An Ounce of Prevention is Worth a Pound of Cure

By Dr. Jack Walkenhorst

As they are for humans, vaccines are an important part of a pet’s healthcare. They stimulate an animal’s immune system to produce antibodies that fight off disease. The process is similar to an antivirus program on a computer. If the animal is ever exposed to the real disease, it’s able to fight it off entirely or lessen its severity. Not only do vaccines protect the animal that’s vaccinated, they also reduce the transmission of disease within the animal population. And some vaccines even protect people. Rabies, for instance, can be easily passed from animals to humans.

But not every pet needs to be vaccinated against every disease. Your veterinarian will recommend a vaccination protocol that’s right for your pet. Factors s/he’ll consider include age and general health, medical history, environment, lifestyle, and travel.

The American Animal Hospital Association has identified certain core vaccines which every pet should receive. Exceptions should be made only when there is a serious health concern – such as a previous adverse reaction – that makes the risk outweigh the benefits.

Core vaccines for dogs:

  • DA2PP: distemper, adenovirus type 2, parvovirus, and parainfluenza
  • Rabies

Core vaccines for cats:

  • FVRCP: panleukopenia, rhinotracheitis, and calicivirus
  • Rabies

Your veterinarian may recommend other, noncore vaccines, depending on the risk of exposure given your particular pet’s lifestyle. For dogs, these might include vaccines for Lyme disease, Bordetella, leptospirosis, and canine flu. For cats, it might include the feline leukemia virus vaccine.

For puppies and kittens, a series of vaccinations is required because their immune systems are not yet fully developed. The first dose is typically given at 6-8 weeks of age and the last at 16-20 weeks. Once the series has been started, it’s crucial to complete the entire course on schedule.

For an older pet that has been vaccinated regularly throughout its life, there is a good possibility that a lifelong immunity has developed. And, given that the risk of exposure for a senior pet is smaller due to a less active or more indoor lifestyle, pet owners may want to discuss with their veterinarian the need to continue vaccinating an older pet. (It should be noted, however, that in most counties in Ohio, including Hamilton and Clermont, a rabies vaccine is mandated by law for both cats and dogs.)

Some pet owners may be concerned about the risks and side effects of vaccinations. The reality is, most pets experience absolutely no side effects. And, if a pet does have a reaction, it’s usually minor and self-limiting – a low grade fever, soreness or swelling at the injection site, loss of appetite, or sluggishness. Very serious or life-threatening side effects are rare. Always report to your veterinarian any changes in your pet after vaccination.

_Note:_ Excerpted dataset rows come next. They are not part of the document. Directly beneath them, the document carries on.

//! Decimal arithmetic utilities for financial calculations.
//!
//! All rounding happens on `Decimal`; floating point never enters the price
//! or size path. Fixed-point integers are the on-chain representation, where a
//! token with `decimals = 6` stores `1.5` as `1_500_000`.

use crate::error::{EngineError, Result};
use rust_decimal::{Decimal, RoundingStrategy};
use rust_decimal_macros::dec;
use std::str::FromStr;

/// Round `value` to the nearest multiple of `granularity`.
///
/// The result carries exactly as many decimal places as `granularity`
/// implies (`0.01` gives 2, `1` gives 0). A zero granularity returns the
/// value untouched. Midpoints round away from zero.
pub fn quantize_decimal(value: Decimal, granularity: Decimal) -> Decimal {
    let granularity = granularity.abs();
    if granularity.is_zero() {
        return value;
    }
    let places = granularity.normalize().scale();
    let steps = (value / granularity)
        .round_dp_with_strategy(0, RoundingStrategy::MidpointAwayFromZero);
    let mut quantized = steps * granularity;
    quantized.rescale(places);
    quantized
}

/// String form of [`quantize_decimal`], as submitted to the exchange.
pub fn quantize(value: Decimal, granularity: Decimal) -> String {
    if granularity.is_zero() {
        return value.normalize().to_string();
    }
    quantize_decimal(value, granularity).to_string()
}

/// Quantize a decimal string such as `"10.567"`.
pub fn quantize_str(value: &str, granularity: Decimal) -> Result<String> {
    let parsed = Decimal::from_str(value.trim())
        .map_err(|e| EngineError::FixedPoint(format!("`{value}` is not a decimal: {e}")))?;
    Ok(quantize(parsed, granularity))
}

/// Quantize a fixed-point integer carrying `decimals` implied places.
pub fn quantize_fixed(raw: u128, decimals: u32, granularity: Decimal) -> Result<String> {
    Ok(quantize(from_fixed_point(raw, decimals)?, granularity))
}

/// Quantize an order size. Sizes are never negative, so anything that rounds
/// below zero is clamped to zero.
pub fn quantize_size(size: Decimal, step_size: Decimal) -> Decimal {
    let quantized = quantize_decimal(size, step_size);
    if quantized.is_sign_negative() {
        Decimal::ZERO
    } else {
        quantized
    }
}

/// Round down to lot size, for selling no more than is held.
pub fn round_down_to_lot(value: Decimal, lot_size: Decimal) -> Decimal {
    if lot_size == Decimal::ZERO {
        return value;
    }
    (value / lot_size).floor() * lot_size
}

/// Convert a human decimal into a fixed-point integer with `decimals` places.
///
/// Fails instead of truncating when the value has more fractional digits than
/// the token supports, or when it is negative.
pub fn to_fixed_point(value: Decimal, decimals: u32) -> Result<u128> {
    if value.is_sign_negative() && !value.is_zero() {
        return Err(EngineError::FixedPoint(format!(
            "negative amount {value} has no fixed-point form"
        )));
    }
    let value = value.normalize();
    if value.scale() > decimals {
        return Err(EngineError::FixedPoint(format!(
            "{value} has more than {decimals} decimal places"
        )));
    }
    let factor = 10u128
        .checked_pow(decimals - value.scale())
        .ok_or_else(|| EngineError::FixedPoint(format!("10^{decimals} overflows")))?;
    let mantissa = u128::try_from(value.mantissa().abs())
        .map_err(|e| EngineError::FixedPoint(e.to_string()))?;
    mantissa
        .checked_mul(factor)
        .ok_or_else(|| EngineError::FixedPoint(format!("{value} overflows at {decimals} decimals")))
}

/// Convert a fixed-point integer back into a decimal.
pub fn from_fixed_point(raw: u128, decimals: u32) -> Result<Decimal> {
    let raw = i128::try_from(raw)
        .map_err(|_| EngineError::FixedPoint(format!("{raw} exceeds i128")))?;
    from_fixed_point_signed(raw, decimals)
}

/// Signed variant used for funding rates and PnL figures.
pub fn from_fixed_point_signed(raw: i128, decimals: u32) -> Result<Decimal> {
    Decimal::try_from_i128_with_scale(raw, decimals)
        .map(|d| d.normalize())
        .map_err(|e| EngineError::FixedPoint(format!("{raw} at {decimals} decimals: {e}")))
}

/// Round `value` to `decimals` places, truncating toward zero.
pub fn truncate_to_decimals(value: Decimal, decimals: u32) -> Decimal {
    value.round_dp_with_strategy(decimals, RoundingStrategy::ToZero)
}

/// Relative distance between two values (`|a - b| / b`).
pub fn relative_diff(a: Decimal, b: Decimal) -> Decimal {
    if b == Decimal::ZERO {
        return Decimal::ZERO;
    }
    ((a - b) / b).abs()
}

/// Convert a percentage to basis points (1% = 100 bp).
pub fn percent_to_bps(percent: Decimal) -> Decimal {
    percent * dec!(100)
}

/// Safe division that returns zero if divisor is zero.
pub fn safe_div(numerator: Decimal, denominator: Decimal) -> Decimal {
    if denominator == Decimal::ZERO {
        Decimal::ZERO
    } else {
        numerator / denominator
    }
}

#[cfg(test)]
mod tests {
    use super::*;

    #[test]
    fn test_quantize_examples() {
        assert_eq!(quantize(dec!(10.567), dec!(0.01)), "10.57");
        assert_eq!(quantize(dec!(10.567), dec!(1)), "11");
        assert_eq!(quantize(dec!(10.567), dec!(0)), "10.567");
    }

    #[test]
    fn test_quantize_odd_granularity() {
        assert_eq!(quantize(dec!(10.567), dec!(0.05)), "10.55");
        assert_eq!(quantize(dec!(10.567), dec!(0.5)), "10.5");
        assert_eq!(quantize(dec!(50123.456), dec!(0.10)), "50123.5");
        // trailing zeros in the tick do not add places
        assert_eq!(quantize(dec!(1.2), dec!(0.010)), "1.20");
    }

    #[test]
    fn test_quantize_result_is_multiple_of_tick() {
        let tick = dec!(0.25);
        for raw in [dec!(99.13), dec!(100.874), dec!(0.12), dec!(7)] {
            let q = quantize_decimal(raw, tick);
            assert_eq!(q % tick, Decimal::ZERO, "{q} not a multiple of {tick}");
        }
    }

    #[test]
    fn test_quantize_input_forms_agree() {
        let tick = dec!(0.01);
        let from_decimal = quantize(dec!(10.567), tick);
        let from_str = quantize_str("10.567", tick).unwrap();
        let from_fixed = quantize_fixed(10_567_000, 6, tick).unwrap();
        assert_eq!(from_decimal, from_str);
        assert_eq!(from_decimal, from_fixed);
        assert_eq!(quantize(Decimal::from(11u32), dec!(1)), "11");
    }

    #[test]
    fn test_quantize_str_rejects_garbage() {
        assert!(quantize_str("ten", dec!(0.01)).is_err());
    }

    #[test]
    fn test_quantize_size_never_negative() {
        assert_eq!(quantize_size(dec!(-0.4), dec!(1)), Decimal::ZERO);
        assert_eq!(quantize_size(dec!(0.0049), dec!(0.01)), dec!(0.00));
        assert_eq!(quantize_size(dec!(1.567), dec!(0.001)), dec!(1.567));
    }

    #[test]
    fn test_round_down_to_lot() {
        assert_eq!(round_down_to_lot(dec!(1.567), dec!(0.001)), dec!(1.567));
        assert_eq!(round_down_to_lot(dec!(1.567), dec!(0.01)), dec!(1.56));
        assert_eq!(round_down_to_lot(dec!(1.567), dec!(0.1)), dec!(1.5));
    }

    #[test]
    fn test_fixed_point_conversion() {
        assert_eq!(to_fixed_point(dec!(1.5), 6).unwrap(), 1_500_000);
        assert_eq!(to_fixed_point(dec!(0), 18).unwrap(), 0);
        assert_eq!(
            to_fixed_point(dec!(65000.25), 18).unwrap(),
            65_000_250_000_000_000_000_000
        );
        assert_eq!(from_fixed_point(1_500_000, 6).unwrap(), dec!(1.5));
        assert_eq!(
            from_fixed_point(65_000_250_000_000_000_000_000, 18).unwrap(),
            dec!(65000.25)
        );
    }

    #[test]
    fn test_fixed_point_rejects_lossy_input() {
        assert!(to_fixed_point(dec!(1.1234567), 6).is_err());
        assert!(to_fixed_point(dec!(-1), 6).is_err());
        // trailing zeros beyond the token precision are harmless
        assert_eq!(to_fixed_point(dec!(1.1000000), 6).unwrap(), 1_100_000);
    }

    #[test]
    fn test_signed_fixed_point() {
        assert_eq!(
            from_fixed_point_signed(100_000_000_000_000, 18).unwrap(),
            dec!(0.0001)
        );
        assert_eq!(
            from_fixed_point_signed(-50_000_000_000_000, 18).unwrap(),
            dec!(-0.00005)
        );
    }

    #[test]
    fn test_relative_diff_and_bps() {
        assert_eq!(relative_diff(dec!(100.4), dec!(100)), dec!(0.004));
        assert_eq!(relative_diff(dec!(1), Decimal::ZERO), Decimal::ZERO);
        assert_eq!(percent_to_bps(dec!(1)), dec!(100));
        assert_eq!(percent_to_bps(dec!(0.5)), dec!(50));
    }

    #[test]
    fn test_truncate_and_safe_div() {
        assert_eq!(truncate_to_decimals(dec!(1.23456789), 6), dec!(1.234567));
        assert_eq!(safe_div(dec!(1), Decimal::ZERO), Decimal::ZERO);
        assert_eq!(safe_div(dec!(1), dec!(4)), dec!(0.25));
    }
}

Fear of side effects shouldn’t be a deterrent to vaccinating. The risks associated with vaccines are very small compared to the risk of disease and the cost of treating it. Nor should cost be a barrier; vaccines are a relatively inexpensive part of veterinary care. Low-cost vaccine clinics are now widely offered at many vet practices. And for pet parents living on a fixed or limited income, Pets In Need makes them even more affordable.

Please vaccinate and give your pet the best chance for a long and healthy and happy life!